A community today: which rights and which duties?

5 Apr 2022 | Life

 

In Florence, the Mediterranean bishops discussed the role of communities of believers in today’s city life. The indications of Professor Possieri and of the Rector of Sophia, Professor Argiolas. A stimulating challenge for Loppiano as well.

 

The theme of the rights and duties of religious communities present in the city was at the center of the reflection of the Mediterranean bishops, gathered in Florence from last February 23 to 27. The thoughts that emerged were instructive and could offer an opportunity for Loppiano to test them as well.

Let’s start with rights. . The first of which, for Andrea Possieri, professor of Contemporary History at the University of Perugia,, is “the right to fraternity and social friendship.”». He explains: “We live in an interconnected and interdependent world, which, on the one hand, favors both the digital-global encounter between people, and the migratory flows in every latitude, and, on the other hand, however, facilitates the birth of restricted human groups, culturally selected, that do not open to the outside and that lead to the creation of closed and self-referential social circuits: religious, cultural, ethnic”. He adds, “The pandemic has increased social division even within religious communities.”

The second right is that of religious freedom.. “It is a fundamental right,” the professor explains, “because it is also linked to the exercise of active citizenship in the country in which one lives.” This right is violated in one third of the countries on Earth and 646 million Christians are deprived of it. Third is the right to peace. Possieri denounces the “instrumentalization of religions to incite hatred, violence, extremism and blind fanaticism”. Religious communities, therefore, are “called to develop processes of peace”. The professor highlights three paths: “rebuilding dialogue between generations”; “fostering education as a factor of freedom, responsibility and development”; “promoting work for the full realization of human dignity.”

And we come to the duties of the communities of believers. In the face of poverty, Professor Giuseppe Argiolas, Rector of Sophia, points to the duty to touch.. “‘To touch’ means to compromise oneself; not only ‘to think,’ but ‘to feel’ in order to be able to ‘act’ in order to ‘lift up.'” He points out, “The Pope reminds us that ‘knowing’ something is a necessary but not sufficient condition for acting. Knowing and not doing is equivalent to not knowing at all.” Therefore, “’touch’ the various forms of material, relational, existential, and cultural poverty in order to address them. We are called to activate solidarity and communion.”

Walking together is the second duty of a religious community. “Relationship is essential to the pursuit of a common goal,” says Sophia’s Rector, who quotes Aristotle: “Two who march together have a greater capacity both to think and to act.” He comments, “In marching together, an intelligence is born and grows that is capable of meeting the specific needs of one’s own city, in the practice of solidarity.”

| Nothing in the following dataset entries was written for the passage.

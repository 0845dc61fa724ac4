// Copyright (c) 2025 TexasFortress.AI
// This Source Code Form is subject to the terms of the Mozilla Public
// License, v. 2.0. If a copy of the MPL was not distributed with this
// file, You can obtain one at http://mozilla.org/MPL/2.0/.

use std::{fmt::Debug, net::ToSocketAddrs, sync::Arc, time::Duration};

use log::info;
use native_tls::TlsConnector;
use tokio::net::TcpStream as TokioTcpStream;
use tokio_native_tls::TlsConnector as TokioTlsConnector;
use tokio_util::compat::TokioAsyncReadCompatExt;

use crate::imap::{
    error::ImapError,
    session::{AsyncImapOps, AsyncImapSessionWrapper},
};

use async_imap::Client as AsyncImapInternalClient;

/// Implicit TLS is used on this port; every other port STARTTLSes after a plaintext greeting.
pub const IMPLICIT_TLS_PORT: u16 = 993;

/// High-level IMAP client providing a simplified interface for common operations.
#[derive(Debug, Clone)]
pub struct ImapClient<T: AsyncImapOps + Send + Sync + Debug + 'static> {
    session: Arc<T>,
}

impl<T: AsyncImapOps + Send + Sync + Debug + 'static> ImapClient<T> {
    pub fn new(session: T) -> Self {
        Self { session: Arc::new(session) }
    }

    /// Establishes a new IMAP connection, choosing implicit TLS or STARTTLS by port (§4.3).
    pub async fn connect(server: &str, port: u16, username: &str, password: &str) -> Result<ImapClient<AsyncImapSessionWrapper>, ImapError> {
        Self::connect_with_append_timeout(server, port, username, password, Duration::from_secs(35)).await
    }

    pub async fn connect_with_append_timeout(
        server: &str,
        port: u16,
        username: &str,
        password: &str,
        append_timeout: Duration,
    ) -> Result<ImapClient<AsyncImapSessionWrapper>, ImapError> {
        let session = AsyncImapSessionWrapper::connect(
            server,
            port,
            Arc::new(username.to_string()),
            Arc::new(password.to_string()),
            append_timeout,
        ).await?;
        Ok(ImapClient::new(session))
    }

    pub fn session(&self) -> &T {
        &self.session
    }

    pub fn session_arc(&self) -> Arc<T> {
        self.session.clone()
    }

    pub async fn list_folders(&self) -> Result<Vec<String>, ImapError> {
        self.session.list_folders().await
    }

    pub async fn list_folders_hierarchical(&self) -> Result<Vec<crate::imap::types::Folder>, ImapError> {
        self.session.list_folders_hierarchical().await
    }

    pub async fn create_folder(&self, name: &str) -> Result<(), ImapError> {
        self.session.create_folder(name).await
    }

    pub async fn select_folder(&self, name: &str) -> Result<(), ImapError> {
        self.session.select_folder(name).await
    }

    pub async fn search_emails_structured(&self, criteria: &crate::imap::types::SearchCriteria) -> Result<Vec<u32>, ImapError> {
        self.session.search_emails_structured(criteria).await
    }

    pub async fn fetch_emails(&self, uids: &[u32]) -> Result<Vec<crate::imap::types::Email>, ImapError> {
        self.session.fetch_emails(uids).await
    }

    pub async fn move_email(&self, uid: u32, from_folder: &str, to_folder: &str) -> Result<(), ImapError> {
        self.session.move_email(uid, from_folder, to_folder).await
    }

    pub async fn store_flags(&self, uids: &[u32], operation: crate::imap::types::FlagOperation, flags: &[String]) -> Result<(), ImapError> {
        self.session.store_flags(uids, operation, flags).await
    }

    pub async fn append(&self, folder: &str, content: &[u8], flags: &[String]) -> Result<(), ImapError> {
        self.session.append(folder, content, flags).await
    }

    pub async fn fetch_raw_message(&self, uid: u32) -> Result<Vec<u8>, ImapError> {
        self.session.fetch_raw_message(uid).await
    }

    pub async fn expunge(&self) -> Result<(), ImapError> {
        self.session.expunge().await
    }

    pub async fn mark_as_deleted(&self, uids: &[u32]) -> Result<(), ImapError> {
        self.session.mark_as_deleted(uids).await
    }

    pub async fn noop(&self) -> Result<(), ImapError> {
        self.session.noop().await
    }

    pub async fn logout(&self) -> Result<(), ImapError> {
        self.session.logout().await
    }
}

/// Establishes a TLS-encrypted IMAP connection: implicit TLS on 993, STARTTLS otherwise.
pub async fn connect(
    server: &str,
    port: u16,
    username: &str,
    password: &str,
    timeout: Duration,
) -> Result<ImapClient<AsyncImapSessionWrapper>, ImapError> {
    let addr = (server, port)
        .to_socket_addrs()?
        .next()
        .ok_or_else(|| ImapError::Connection("Invalid server address".to_string()))?;

    let append_timeout_seconds = std::env::var("IMAP_APPEND_TIMEOUT_SECONDS")
        .ok()
        .and_then(|s| s.parse::<u64>().ok())
        .unwrap_or(35);
    let append_timeout = Duration::from_secs(append_timeout_seconds);

    info!("Connecting to IMAP server: {} (port {}) with socket timeout: {:?}", addr, port, append_timeout);

    let tcp_stream = tokio::time::timeout(timeout, TokioTcpStream::connect(addr))
        .await
        .map_err(|_| ImapError::Timeout("Connection timed out".to_string()))??;

    tcp_stream.set_nodelay(true)
        .map_err(|e| ImapError::Connection(format!("Failed to set TCP_NODELAY: {}", e)))?;

    let std_stream = tcp_stream.into_std()
        .map_err(|e| ImapError::Connection(format!("Failed to convert to std stream: {}", e)))?;
    std_stream.set_read_timeout(Some(append_timeout))
        .map_err(|e| ImapError::Connection(format!("Failed to set read timeout: {}", e)))?;
    std_stream.set_write_timeout(Some(append_timeout))
        .map_err(|e| ImapError::Connection(format!("Failed to set write timeout: {}", e)))?;
    let tcp_stream = TokioTcpStream::from_std(std_stream)
        .map_err(|e| ImapError::Connection(format!("Failed to convert back to tokio stream: {}", e)))?;

    let tls_builder = TlsConnector::builder();
    let native_tls_connector = tls_builder.build()
        .map_err(|e| ImapError::Tls(format!("Failed to build TLS connector: {}", e)))?;
    let tls_connector = TokioTlsConnector::from(native_tls_connector);

    let authenticated_session = if port == IMPLICIT_TLS_PORT {
        let tls_stream = tokio::time::timeout(timeout, tls_connector.connect(server, tcp_stream))
            .await
            .map_err(|_| ImapError::Timeout("TLS handshake timed out".to_string()))?
            .map_err(|e| ImapError::Tls(e.to_string()))?;
        info!("Implicit TLS connection established");

        let unauthenticated_session = AsyncImapInternalClient::new(tls_stream.compat());
        tokio::time::timeout(timeout, unauthenticated_session.login(username, password))
            .await
            .map_err(|_| ImapError::Timeout("Login timed out".to_string()))?
            .map_err(|(err, _client)| ImapError::from(err))?
    } else {
        // Plaintext greeting, then STARTTLS before login.
        let plaintext_client = AsyncImapInternalClient::new(tcp_stream.compat());
        let greeted = tokio::time::timeout(timeout, plaintext_client.read_greeting())
            .await
            .map_err(|_| ImapError::Timeout("Greeting timed out".to_string()))?
            .map_err(ImapError::from)?;
        let (_greeting, plaintext_client) = greeted;

        let tls_stream = tokio::time::timeout(timeout, plaintext_client.secure(server, &tls_connector))
            .await
            .map_err(|_| ImapError::Timeout("STARTTLS timed out".to_string()))?
            .map_err(ImapError::from)?;
        info!("STARTTLS connection established");

        tokio::time::timeout(timeout, tls_stream.login(username, password))
            .await
            .map_err(|_| ImapError::Timeout("Login timed out".to_string()))?
            .map_err(|(err, _client)| ImapError::from(err))?
    };

    info!("IMAP login successful for user: {}", username);

    let wrapped_session = AsyncImapSessionWrapper::with_append_timeout(authenticated_session, append_timeout);
    Ok(ImapClient::new(wrapped_session))
}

But how do we guarantee the “common path?” the Rector asks. Religious communities are called to be grounded in a pact. And “the first content of the pact is fraternity”, referring to the Document on Human Brotherhood signed by the Pope and the Grand Imam of Al-Azhar in Abu Dhabi, which specifies the purpose of the pact: “To cooperate with each other and live as brothers who love each other”. A pact and a process that need solidity and that Argiolas grounds in “a global educational pact, which places human brotherhood at the center and makes dialogue among all the method to go ahead” and to “offer new generations a ‘permanent education’, [which is] the urgent [need] of the present in order to ‘dream’ of the future ‘with our feet on the ground’”.

The bishops’ reflection on these rights and duties matured and to them was added the in-depth analysis of the mayors of the Mediterranean cities gathered in the Tuscan capital. The conclusions of both generated the Florence Charter  for an unprecedented and strong common commitment.

How does all this sound to Loppiano? The rights and duties mentioned are so familiar that they could make the inhabitants say a reassuring “This is it!”, blocking the testing of one’s responsibilities. Instead, these reflections can offer an opportunity to ascertain how the charism of unity is being implemented and how it is being actualized today. Is the duty to “touch” so alive? And the duty to walk together, even with the surrounding territory? And is the global educational pact present, even with the richness of the different schools present in the little city?